Waiting

Salvation requires so little says Carol Hamilton, praising an old Inuit woman who sat out a blizzard under the snow. The storm raged but the woman didn’t rage. She would live or she would die. She waited to see. When the storm eased, she broke out into sunlight. Neither lost nor found, she made her way home.

I admire such calm, the giving way—to the elements, to what is needed. Sometimes that quiet comes to me—to any of us—the car sliding across black ice, the crash, and that silence in which we wait to hear
is this life, or is it death? And they seem strangely the same.

Other times I try not to thrash about. I clutch, drowning, hour after hour, not for life or safety but for something firm beneath my feet. A teacher of sorts, a man with problems of his own—like all of us— once sang a scrap of song to me. The words are mostly lost, but I hear the line that mattered. Cause I’m already standing on the ground.

Something beneath my feet—the calm itself, resting in it. No matter what, it will be well.


—Sarah Webb

The Wild Red Cry

“…when you hear out of the same twilight the wildest red outcry.” from You are Standing at the Edge of the Woods by Mary Oliver 

While the darkness is a friend,
there are times when it harbors things I do not trust.
The wild red cry is not a stranger
to the ears but it is the harbinger of death 
and of whom we do not know.

In the darkness,
we are blind to the habits of the wild,
yet they are always there.
We are blind to the story
that unfolds without the light of day.
So, we extrapolate from what we know
into what we do not and believe that it is the truth.
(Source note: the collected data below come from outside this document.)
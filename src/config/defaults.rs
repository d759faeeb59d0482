//! Default configuration values

use super::schema::Config;

/// Get the default configuration
pub fn default_config() -> Config {
    Config::default()
}

#[cfg(test)]
mod tests {
    use super::*;

    #[test]
    fn test_default_config() {
        let config = default_config();
        assert!(config.exclude_kinds.is_empty());
        assert!(config.palette.is_empty());
    }
}
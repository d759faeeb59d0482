//! Scale target edges (HorizontalPodAutoscaler and anything else carrying a
//! `spec.scaleTargetRef`, such as VerticalPodAutoscaler)

use crate::graph::dependency_graph::DependencyGraph;
use crate::graph::models::{Edge, Reason};
use crate::models::{FieldAccess, Resource, node_id};

use super::present;

pub(super) fn analyze(resource: &Resource, graph: &mut DependencyGraph) {
    let kind = present(
        resource,
        resource.non_empty_str_field(&["spec", "scaleTargetRef", "kind"]),
    );
    let name = present(
        resource,
        resource.non_empty_str_field(&["spec", "scaleTargetRef", "name"]),
    );
    if let (Some(kind), Some(name)) = (kind, name) {
        graph.add_edge(
            resource.id(),
            Edge::new(node_id(kind, name), Reason::ScaleTargetRef),
        );
    }
}
//! JSON node/edge document

use serde::{Deserialize, Serialize};

use crate::graph::{DependencyGraph, Reason};

use super::{Palette, RenderError};

#[derive(Debug, Clone, PartialEq, Eq, Serialize, Deserialize)]
pub struct JsonNode {
    pub id: String,
    /// Category key
    pub group: String,
}

#[derive(Debug, Clone, PartialEq, Eq, Serialize, Deserialize)]
pub struct JsonEdge {
    pub from: String,
    pub to: String,
    pub reason: Reason,
}

/// Serialised graph. Unlike the drawings it includes isolated nodes.
#[derive(Debug, Clone, PartialEq, Eq, Serialize, Deserialize)]
pub struct JsonGraph {
    pub nodes: Vec<JsonNode>,
    pub edges: Vec<JsonEdge>,
}

impl JsonGraph {
    pub fn from_graph(graph: &DependencyGraph, palette: &Palette) -> Self {
        let nodes = graph
            .nodes()
            .into_iter()
            .map(|id| JsonNode {
                id: id.to_string(),
                group: palette.category_of(id).key().to_string(),
            })
            .collect();
        let edges = graph
            .iter_edges()
            .map(|(parent, edge)| JsonEdge {
                from: parent.to_string(),
                to: edge.child_id.clone(),
                reason: edge.reason,
            })
            .collect();
        Self { nodes, edges }
    }
}

/// Pretty-printed JSON with nodes sorted by identity and edges by parent
pub fn render_json(graph: &DependencyGraph, palette: &Palette) -> Result<String, RenderError> {
    let mut out = serde_json::to_string_pretty(&JsonGraph::from_graph(graph, palette))?;
    out.push('\n');
    Ok(out)
}
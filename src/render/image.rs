//! Image output through an external Graphviz binary

use std::process::Stdio;

use tokio::io::AsyncWriteExt;
use tokio::process::Command;

use super::{OutputFormat, RenderError};

/// Pipe DOT text through `<dot_binary> -T<format>` and return its stdout
pub async fn render_image(
    dot: &str,
    format: OutputFormat,
    dot_binary: &str,
) -> Result<Vec<u8>, RenderError> {
    let spawn_error = |source| RenderError::Spawn {
        binary: dot_binary.to_string(),
        source,
    };

    tracing::debug!("Running {} -T{}", dot_binary, format);
    let mut child = Command::new(dot_binary)
        .arg(format!("-T{}", format))
        .stdin(Stdio::piped())
        .stdout(Stdio::piped())
        .stderr(Stdio::piped())
        .kill_on_drop(true)
        .spawn()
        .map_err(spawn_error)?;

    if let Some(mut stdin) = child.stdin.take() {
        stdin.write_all(dot.as_bytes()).await.map_err(spawn_error)?;
        // Dropping stdin closes the pipe so the layout tool can finish
    }

    let output = child.wait_with_output().await.map_err(spawn_error)?;
    if !output.status.success() {
        return Err(RenderError::ImageFailed {
            binary: dot_binary.to_string(),
            status: output.status,
            stderr: String::from_utf8_lossy(&output.stderr).trim().to_string(),
        });
    }
    Ok(output.stdout)
}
There is a finality in that scream.
Is it yours? Or is it ours?
Humanity is estranged from the woods
and has been for millennia.
We do not know where the wild red cry originated,
but we have come to know it,
to savor the taste of the blood that it embodies.
It appears that we cannot get enough
and like the predator in the dark of night,
we hunt for it in the differences between us.

Once, there were animals to be feared
Whether by day or night,
but now humans top that list.
No wonder the other animals shun us, fear us.
No wonder the world is slowly dying.
We are standing at the edge of the woods
wondering when the wild red cry 
will be heard again, not if, but when,
and whose cry will it be?


—Paul Causey

At the Edge of the Woods, Unable to Say It

1.
Indifferent, cold
the working of law.

Or, filled with light
mild, blinding.

Here in the trees
we leave a little of who we are.
In them I don’t stand as tall.
The pines stretch above
and the cliffs.

Water widens. 
Wind slants it with gray,
with lines that trail.

Life is in it
and death.
Cold pierces, teeth tear,
all in that vivid light.

2.
A wind crosses the trees
and all are murmuring.
A fire comes 
and all are burning.

Not this tree’s branches, that tree’s branches,
but a raising and lowering.

One moment a single trunk,
a fistful of needles
alone in its grieving, in its dying.
The next, a green
that spreads along the mountains.

Morning 
and then night.

3.
alternation:

caught in edges
mourning, loving, fighting

a trembling of water


—Sarah Webb

In Response to Saigyo: A Prayer

 “let me not spend my life 
                lamenting the world’s sorrows
for above
in the wide sky
the moon shines pure.” Saigyo

Flying is such a joyful thing,
I can’t do it when I’m sad, or angry,
or even when I’m asleep
and don’t feel anything at all.
Which is most of the time really.
You need joy in order to fly.

So please “let me not spend my life
lamenting the world’s sorrows
because being able to fly is such a rare
and beautiful thing.

I’m afraid by lamenting, 
I wouldn’t be able to recognize joy 
when it found me,
and I would miss that terribly.

So please, let me be joyful
let me fly to that beautiful, pure moon
Shining in that vast, wide sky.

Please, let me fly.


—Paul Causey

Ghazal for Gaza

Since all the walls shattered, since they bombed this land,
where will you sleep now, where will you wash, what is your home?

Will you sit in the rubble that once was a street, will you wrap your shawls tighter,
bubble chickpeas in sauce, use bed frames for firewood, is this now your home?

The palm trees still standing, that sway in the rain, the sound of the ocean,
the water that rains in buckets for drinking, is this now your home?

The songs children sing, the clapping adults, the purring of cats,
the siren, the bullet, the beating from soldiers, is all this your home?

I have a house with four walls, that I wish was more infinite,
so I could invite you to rest, to drink water and bathe, and say this is your home.

These words I write may be left on a page, or a screen, in love and in rage.
If you read them and cry, if you read them and smile, say this is your home.

Prayers to Allah, prayers to Jesus, prayers to people, deaf to your calling,
in silence, in speaking, outside in snow, inside in your heart, is this all your home?

I ask of the universe, please, cleave compassion, in dark hearts of men.
Tell them the air that we breathe, the light that we share, this is our home.